Marriage, sweet little
people, is not for the purpose of your happiness. Happy as I want you to
be and hope you will be, you must yet
understand that marriage is God’s design and His purposes must be
pursued in order for you to be truly happy. His end is holiness and He
will use all things in a life devoted to Him to fulfill that end.
To my girls:
Marry a man whose first pursuit is Christ. After that, he is not hard
to please. Admire him, cheer him on and show gratitude, and he will fall
over himself trying to please you. Smile often, speak well of him
always, and do whatever necessary to try and maintain a pleasant mood
about you so that it transfers to your home, making it a place where he
and your children love to be.
You’ll have bad days of course, crying
days even, and that’s when you go to your bedroom, kneel on the floor
and beg the Lord to carry you. Then get up, get a fresh perspective
(crayons will come off the wall), and try again. Above all else, make a
home.
To my boys:
Marry a woman whose first pursuit is
Christ. After that, she may be hard to please only if you don’t know
“the secret”. What is that? I’m glad you asked. The secret to pleasing
your wife is to make her feel safe and treasured. You may have to move
out of your comfort zone to do this at times. She won’t always readily
translate the oil change to love, though it means that. But let me give
you a “secret question”–a question you need to ask her often. It’s not
just in the asking, though. Be sure to focus your eyes on hers, maybe
even touch her shoulder or face, and then ask: “What’s on your mind
these days? “ And then be ready to listen. She wants you to draw her
out. She will perceive this as your protection over the matters of her
heart. Tenderness, listening, protection. That’s what she wants.
To you all:
If your wife or husband does something really stupid, forgive. If they
do it again, forgive again. Forgiveness must be the propelling force in
your lives each day. Dwell on the strengths, push out thoughts of their
weaknesses. Take every thought captive – choose to love.
Here’s that part you are not going to hear often:
If you find yourself “not happy”, having lost attraction, disinterested,
etc., you are not permitted to even think about a divorce. If you find
yourselves arguing more and more, don’t think for a minute that “the
children will be better off out of this”, because they won’t.
The vows you took on your wedding day were not suggestions. They were
covenant vows, before a Holy God, family and friends, to stay with this
person the rest of your life, even if you don’t feel like it. You swore a
solemn oath and if you can’t live up to it, don’t get married. Decide
up front that your marriage is irrevocable. There is far more motivation
for getting along if your “marriage house” has no door.
Do not
share intimate thoughts or feelings with anyone of the opposite sex.
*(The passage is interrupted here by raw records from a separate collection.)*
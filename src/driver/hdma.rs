//! HDMA channel lifecycle and event dispatch.
//!
//! [`HdmaChannel`] is one logical channel of the controller. It applies
//! encoded [`ChannelProgram`](crate::driver::encoder::ChannelProgram)s to the
//! hardware, tears transfers down again, and services its share of the
//! interrupt line. The framework drives it through the [`DmaOps`] operation
//! table.
//!
//! # Ordering
//!
//! `enable` unmasks the channel's interrupt sources, writes the address,
//! count and slice registers, and writes the configuration word last. The
//! configuration write is what arms the channel, so everything it depends on
//! is already in place when it lands.
//!
//! `disable` stops the channel first, then acknowledges and masks its
//! interrupt sources, and finally zeroes the data-path registers.
//!
//! # Concurrency
//!
//! Lifecycle calls run in framework context and are not synchronized against
//! interrupt delivery. The framework serializes lifecycle calls per channel;
//! the shared status register is only touched by read-modify-write on this
//! channel's own bits. A channel is `Sync`, so it can live in a `static` and
//! be installed as the handler for the shared line.

use crate::driver::channel::Channel;
use crate::driver::config::{State, TransferConfig};
use crate::driver::encoder::{CON_TEARDOWN, build_config};
use crate::driver::error::{Result, StateError};
use crate::driver::interrupt::{ChannelEvents, Notifier};
use crate::hal::irq::{InterruptHandler, Irq};
use crate::hal::registers::RegisterAccess;
use crate::internal::register::hdma::HDMA_ISR_OFFSET;
use crate::sync::{CriticalSectionCell, SharedIrq};

// =============================================================================
// Operation Table
// =============================================================================

/// Operations the generic DMA framework invokes on a channel
pub trait DmaOps<'a> {
    /// Claim this channel's slot on the shared interrupt line
    fn request(&'a self) -> Result<()>;

    /// Release this channel's slot on the shared interrupt line
    fn free(&self);

    /// Program and arm a transfer
    fn enable(&self, transfer: &TransferConfig) -> Result<()>;

    /// Stop the channel and return its registers to a clean state
    fn disable(&self) -> Result<()>;

    /// Write the slice-mode page count
    fn set_page_number(&self, pages: u32) -> Result<()>;
}

// =============================================================================
// Channel
// =============================================================================

/// One HDMA channel bound to a register block, a shared interrupt line and a
/// framework notifier
///
/// # Example
///
/// ```ignore
/// let regs = unsafe { Mmio::new(HDMA_BASE) };
/// let shared = SharedIrq::new(HDMA_IRQ, &intc);
/// let notifier = Notifier::new().with_complete(&on_complete);
///
/// let ch0 = HdmaChannel::new(Channel::Ch0, regs, &shared, &notifier);
/// ch0.request()?;
/// ch0.enable(&TransferConfig::new(src, dst, 64).with_burst(BurstType::Incr4))?;
/// ```
pub struct HdmaChannel<'a, R: RegisterAccess + 'a> {
    channel: Channel,
    name: &'a str,
    regs: R,
    shared: &'a SharedIrq<'a>,
    notifier: &'a Notifier<'a>,
    lifecycle: CriticalSectionCell<Lifecycle>,
}

#[derive(Clone, Copy)]
struct Lifecycle {
    state: State,
    /// Last armed transfer used the slice registers
    slice_armed: bool,
}

impl<'a, R: RegisterAccess + 'a> HdmaChannel<'a, R> {
    /// Create a disabled channel with its default name
    pub const fn new(
        channel: Channel,
        regs: R,
        shared: &'a SharedIrq<'a>,
        notifier: &'a Notifier<'a>,
    ) -> Self {
        Self::with_name(channel, channel.default_name(), regs, shared, notifier)
    }

    /// Create a disabled channel with a custom name
    pub const fn with_name(
        channel: Channel,
        name: &'a str,
        regs: R,
        shared: &'a SharedIrq<'a>,
        notifier: &'a Notifier<'a>,
    ) -> Self {
        Self {
            channel,
            name,
            regs,
            shared,
            notifier,
            lifecycle: CriticalSectionCell::new(Lifecycle {
                state: State::Disabled,
                slice_armed: false,
            }),
        }
    }

    /// Channel this instance drives
    #[inline]
    pub fn channel(&self) -> Channel {
        self.channel
    }

    /// Human-readable channel name
    #[inline]
    pub fn name(&self) -> &'a str {
        self.name
    }

    /// Interrupt line shared by both channels
    #[inline]
    pub fn irq(&self) -> Irq {
        self.shared.irq()
    }

    /// Current lifecycle state
    #[inline]
    pub fn state(&self) -> State {
        self.lifecycle.with_ref(|l| l.state)
    }

    /// Register access backend
    #[inline]
    pub fn registers(&self) -> &R {
        &self.regs
    }

    /// Claim this channel's slot on the shared interrupt line
    ///
    /// # Errors
    ///
    /// [`IrqError`](crate::IrqError) if the slot is taken or the interrupt
    /// subsystem refuses the line. The channel state is unchanged either way.
    pub fn request(&'a self) -> Result<()> {
        self.shared.request(self.channel, self)?;
        Ok(())
    }

    /// Release this channel's slot on the shared interrupt line
    pub fn free(&self) {
        self.shared.free(self.channel);
    }

    /// Program and arm a transfer
    ///
    /// The transfer is encoded before anything is written; a rejected
    /// transfer leaves every register untouched.
    ///
    /// # Errors
    ///
    /// - [`StateError::AlreadyEnabled`] if the channel is enabled
    /// - [`ConfigError`](crate::ConfigError) if the transfer is invalid
    pub fn enable(&self, transfer: &TransferConfig) -> Result<()> {
        if self.state() == State::Enabled {
            return Err(StateError::AlreadyEnabled.into());
        }

        let program = match build_config(self.channel, transfer) {
            Ok(p) => p,
            Err(e) => {
                #[cfg(feature = "defmt")]
                defmt::warn!("{}: rejected transfer: {}", self.name, e);
                return Err(e.into());
            }
        };
        let regs = program.regs;

        // Unmask completion, page and overflow for this channel only
        self.regs.clear_bits32(HDMA_ISR_OFFSET, regs.int_mask);

        self.regs.write32(regs.src, program.src);
        self.regs.write32(regs.dst, program.dst);
        self.regs.write32(regs.cnt, program.cnt);
        if let Some(slice) = program.slice {
            self.regs.write32(regs.slice_cnt, slice.slice_cnt);
            self.regs.write32(regs.buf_size, slice.buf_size);
        }

        // Arms the channel
        self.regs.write32(regs.con, program.con);

        self.lifecycle.with(|l| {
            l.state = State::Enabled;
            l.slice_armed = program.slice.is_some();
        });

        #[cfg(feature = "defmt")]
        defmt::debug!(
            "{}: enabled con={:#010x} cnt={}",
            self.name,
            program.con,
            program.cnt
        );

        Ok(())
    }

    /// Stop the channel and return its registers to a clean state
    ///
    /// Safe to call on a channel that is already disabled.
    pub fn disable(&self) -> Result<()> {
        let regs = self.channel.regs();

        self.regs.write32(regs.con, CON_TEARDOWN);

        // Ack pending status, then mask all three sources
        self.regs.modify32(HDMA_ISR_OFFSET, |v| v & !regs.int_act());
        self.regs.set_bits32(HDMA_ISR_OFFSET, regs.int_mask);

        self.regs.write32(regs.src, 0);
        self.regs.write32(regs.dst, 0);
        self.regs.write32(regs.cnt, 0);
        if self.lifecycle.with_ref(|l| l.slice_armed) {
            self.regs.write32(regs.slice_cnt, 0);
            self.regs.write32(regs.page_cnt, 0);
            self.regs.write32(regs.buf_size, 0);
            self.regs.write32(regs.page_accum, 0);
        }

        self.lifecycle.with(|l| {
            l.state = State::Disabled;
            l.slice_armed = false;
        });

        #[cfg(feature = "defmt")]
        defmt::debug!("{}: disabled", self.name);

        Ok(())
    }

    /// Write the slice-mode page count
    pub fn set_page_number(&self, pages: u32) -> Result<()> {
        self.regs.write32(self.channel.regs().page_cnt, pages);
        Ok(())
    }

    /// Acknowledge and report this channel's pending interrupt events
    ///
    /// Only this channel's status bits are read, cleared or reported. When
    /// none are set the status register is not written at all, which is the
    /// common case when the other channel raised the line.
    pub fn handle(&self) -> ChannelEvents {
        let act = self.channel.regs().int_act();
        let status = self.regs.read32(HDMA_ISR_OFFSET) & act;
        if status == 0 {
            return ChannelEvents::default();
        }

        self.regs.clear_bits32(HDMA_ISR_OFFSET, status);

        let events = ChannelEvents::from_raw(self.channel, status);
        self.notifier.notify(self.channel, events);
        events
    }
}

impl<'a, R: RegisterAccess + 'a> InterruptHandler for HdmaChannel<'a, R> {
    fn handle_interrupt(&self) {
        self.handle();
    }
}

impl<'a, R: RegisterAccess + 'a> DmaOps<'a> for HdmaChannel<'a, R> {
    fn request(&'a self) -> Result<()> {
        HdmaChannel::request(self)
    }

    fn free(&self) {
        HdmaChannel::free(self);
    }

    fn enable(&self, transfer: &TransferConfig) -> Result<()> {
        HdmaChannel::enable(self, transfer)
    }

    fn disable(&self) -> Result<()> {
        HdmaChannel::disable(self)
    }

    fn set_page_number(&self, pages: u32) -> Result<()> {
        HdmaChannel::set_page_number(self, pages)
    }
}

impl<'a, R: RegisterAccess + 'a> core::fmt::Debug for HdmaChannel<'a, R> {
    fn fmt(&self, f: &mut core::fmt::Formatter<'_>) -> core::fmt::Result {
        f.debug_struct("HdmaChannel")
            .field("channel", &self.channel)
            .field("name", &self.name)
            .field("state", &self.state())
            .finish_non_exhaustive()
    }
}

// =============================================================================
// Unit Tests
// =============================================================================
Do
not find yourself alone for any length of time with such either.
Divorce is not a “private option”. It will affect multiple families for
many generations. When you “separate what God has joined” you
permanently injure far more than just yourself.
Guard your
marriage as fiercely as you would guard your own life. Treat your spouse
as an extension of your flesh, just as God sees you. Treat your spouse
like other family members. You know, “you gotta love ‘em, they’re the
only family you’ve got”.
I want you to be happy, I surely do. But I will pray for you to be holy.
Proverbs 19:14 - "Houses and wealth are inherited from parents, but a prudent wife is from the LORD."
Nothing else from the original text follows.